Exercise prompt —
How many lines within the records include the word "trait"? Only that number should be given.

**** Supplied material ****

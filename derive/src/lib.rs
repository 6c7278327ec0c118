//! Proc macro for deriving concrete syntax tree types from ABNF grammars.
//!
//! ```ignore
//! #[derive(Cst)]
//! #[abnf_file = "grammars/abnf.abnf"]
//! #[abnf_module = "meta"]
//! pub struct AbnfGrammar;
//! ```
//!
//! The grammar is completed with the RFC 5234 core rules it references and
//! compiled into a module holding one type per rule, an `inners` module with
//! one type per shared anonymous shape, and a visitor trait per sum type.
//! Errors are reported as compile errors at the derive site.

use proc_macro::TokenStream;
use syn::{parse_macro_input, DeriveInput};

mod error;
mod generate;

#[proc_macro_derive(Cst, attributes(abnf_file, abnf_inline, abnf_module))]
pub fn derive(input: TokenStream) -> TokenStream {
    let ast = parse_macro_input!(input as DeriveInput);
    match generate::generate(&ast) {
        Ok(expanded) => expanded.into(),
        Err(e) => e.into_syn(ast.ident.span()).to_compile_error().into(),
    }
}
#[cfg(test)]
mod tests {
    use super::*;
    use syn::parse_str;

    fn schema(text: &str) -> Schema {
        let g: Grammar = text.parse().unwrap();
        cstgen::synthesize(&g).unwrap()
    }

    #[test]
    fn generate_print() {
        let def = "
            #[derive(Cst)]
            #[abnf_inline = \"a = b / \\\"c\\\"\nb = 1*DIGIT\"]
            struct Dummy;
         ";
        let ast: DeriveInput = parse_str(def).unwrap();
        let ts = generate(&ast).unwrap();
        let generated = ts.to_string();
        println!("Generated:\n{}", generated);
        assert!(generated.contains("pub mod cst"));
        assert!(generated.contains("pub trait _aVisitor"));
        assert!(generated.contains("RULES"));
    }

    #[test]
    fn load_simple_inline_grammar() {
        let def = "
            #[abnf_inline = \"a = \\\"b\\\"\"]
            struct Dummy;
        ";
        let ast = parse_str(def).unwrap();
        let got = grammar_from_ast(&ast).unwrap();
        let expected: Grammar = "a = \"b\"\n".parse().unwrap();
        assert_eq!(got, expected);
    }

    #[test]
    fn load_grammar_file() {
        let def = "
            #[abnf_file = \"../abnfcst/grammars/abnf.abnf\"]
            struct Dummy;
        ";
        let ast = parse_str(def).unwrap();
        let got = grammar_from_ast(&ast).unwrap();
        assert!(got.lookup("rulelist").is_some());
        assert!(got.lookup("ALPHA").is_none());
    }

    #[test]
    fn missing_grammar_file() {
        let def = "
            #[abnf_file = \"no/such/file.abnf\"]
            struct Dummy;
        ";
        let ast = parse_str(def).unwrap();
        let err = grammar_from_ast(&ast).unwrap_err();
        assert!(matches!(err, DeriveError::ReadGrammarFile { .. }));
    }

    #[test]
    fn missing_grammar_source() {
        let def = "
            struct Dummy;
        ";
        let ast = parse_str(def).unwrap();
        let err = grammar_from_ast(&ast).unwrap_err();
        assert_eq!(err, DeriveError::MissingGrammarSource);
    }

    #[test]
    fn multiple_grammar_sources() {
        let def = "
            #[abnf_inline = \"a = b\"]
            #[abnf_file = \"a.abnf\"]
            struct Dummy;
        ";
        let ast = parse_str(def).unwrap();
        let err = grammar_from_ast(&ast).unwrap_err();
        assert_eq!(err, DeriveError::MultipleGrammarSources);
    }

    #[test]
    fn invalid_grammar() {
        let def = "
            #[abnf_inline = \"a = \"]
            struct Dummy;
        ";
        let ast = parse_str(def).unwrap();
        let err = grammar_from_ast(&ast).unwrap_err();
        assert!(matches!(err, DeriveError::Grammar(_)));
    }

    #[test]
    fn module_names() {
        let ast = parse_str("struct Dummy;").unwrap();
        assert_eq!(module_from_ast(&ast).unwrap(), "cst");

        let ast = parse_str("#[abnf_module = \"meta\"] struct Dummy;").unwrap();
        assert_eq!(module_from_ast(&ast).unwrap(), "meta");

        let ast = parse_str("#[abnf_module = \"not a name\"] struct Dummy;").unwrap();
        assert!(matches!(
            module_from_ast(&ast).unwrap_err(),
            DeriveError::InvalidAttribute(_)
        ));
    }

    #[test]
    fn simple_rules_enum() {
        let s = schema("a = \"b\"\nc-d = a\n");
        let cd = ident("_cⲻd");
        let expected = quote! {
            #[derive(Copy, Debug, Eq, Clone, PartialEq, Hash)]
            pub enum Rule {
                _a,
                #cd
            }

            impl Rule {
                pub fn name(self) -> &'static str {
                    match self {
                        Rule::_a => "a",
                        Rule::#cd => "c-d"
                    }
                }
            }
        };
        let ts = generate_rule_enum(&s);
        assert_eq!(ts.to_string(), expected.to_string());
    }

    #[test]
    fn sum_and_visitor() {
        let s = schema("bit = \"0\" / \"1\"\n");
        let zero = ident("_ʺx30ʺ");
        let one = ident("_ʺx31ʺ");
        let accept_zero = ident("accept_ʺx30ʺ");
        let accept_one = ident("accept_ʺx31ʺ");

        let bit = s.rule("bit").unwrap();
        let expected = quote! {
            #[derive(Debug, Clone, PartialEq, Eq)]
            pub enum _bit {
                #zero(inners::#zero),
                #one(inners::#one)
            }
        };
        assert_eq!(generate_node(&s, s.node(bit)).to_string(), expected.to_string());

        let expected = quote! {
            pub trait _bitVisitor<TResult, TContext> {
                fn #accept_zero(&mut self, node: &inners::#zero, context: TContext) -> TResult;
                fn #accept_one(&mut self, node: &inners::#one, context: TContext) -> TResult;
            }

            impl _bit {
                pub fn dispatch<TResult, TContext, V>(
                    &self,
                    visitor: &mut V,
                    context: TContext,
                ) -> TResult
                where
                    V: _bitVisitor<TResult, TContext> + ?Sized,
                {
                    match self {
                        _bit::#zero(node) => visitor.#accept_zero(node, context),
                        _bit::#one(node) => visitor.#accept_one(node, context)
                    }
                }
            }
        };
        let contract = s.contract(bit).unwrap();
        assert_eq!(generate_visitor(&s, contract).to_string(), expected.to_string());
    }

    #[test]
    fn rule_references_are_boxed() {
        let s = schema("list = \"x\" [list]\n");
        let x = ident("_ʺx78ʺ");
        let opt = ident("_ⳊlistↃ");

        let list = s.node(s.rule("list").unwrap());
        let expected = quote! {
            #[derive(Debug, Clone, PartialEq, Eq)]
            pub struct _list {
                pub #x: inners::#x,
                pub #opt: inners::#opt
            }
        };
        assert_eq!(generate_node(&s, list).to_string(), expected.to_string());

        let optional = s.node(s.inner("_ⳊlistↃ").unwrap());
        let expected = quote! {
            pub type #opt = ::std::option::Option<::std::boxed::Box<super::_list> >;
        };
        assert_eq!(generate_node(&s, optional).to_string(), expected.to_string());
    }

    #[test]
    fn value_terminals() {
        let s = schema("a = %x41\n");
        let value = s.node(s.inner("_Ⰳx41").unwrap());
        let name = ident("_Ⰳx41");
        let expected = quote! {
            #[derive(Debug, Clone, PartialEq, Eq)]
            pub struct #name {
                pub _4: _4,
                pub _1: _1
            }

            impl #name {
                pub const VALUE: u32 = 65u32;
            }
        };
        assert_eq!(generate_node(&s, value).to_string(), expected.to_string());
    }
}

****

Response to this exercise —
3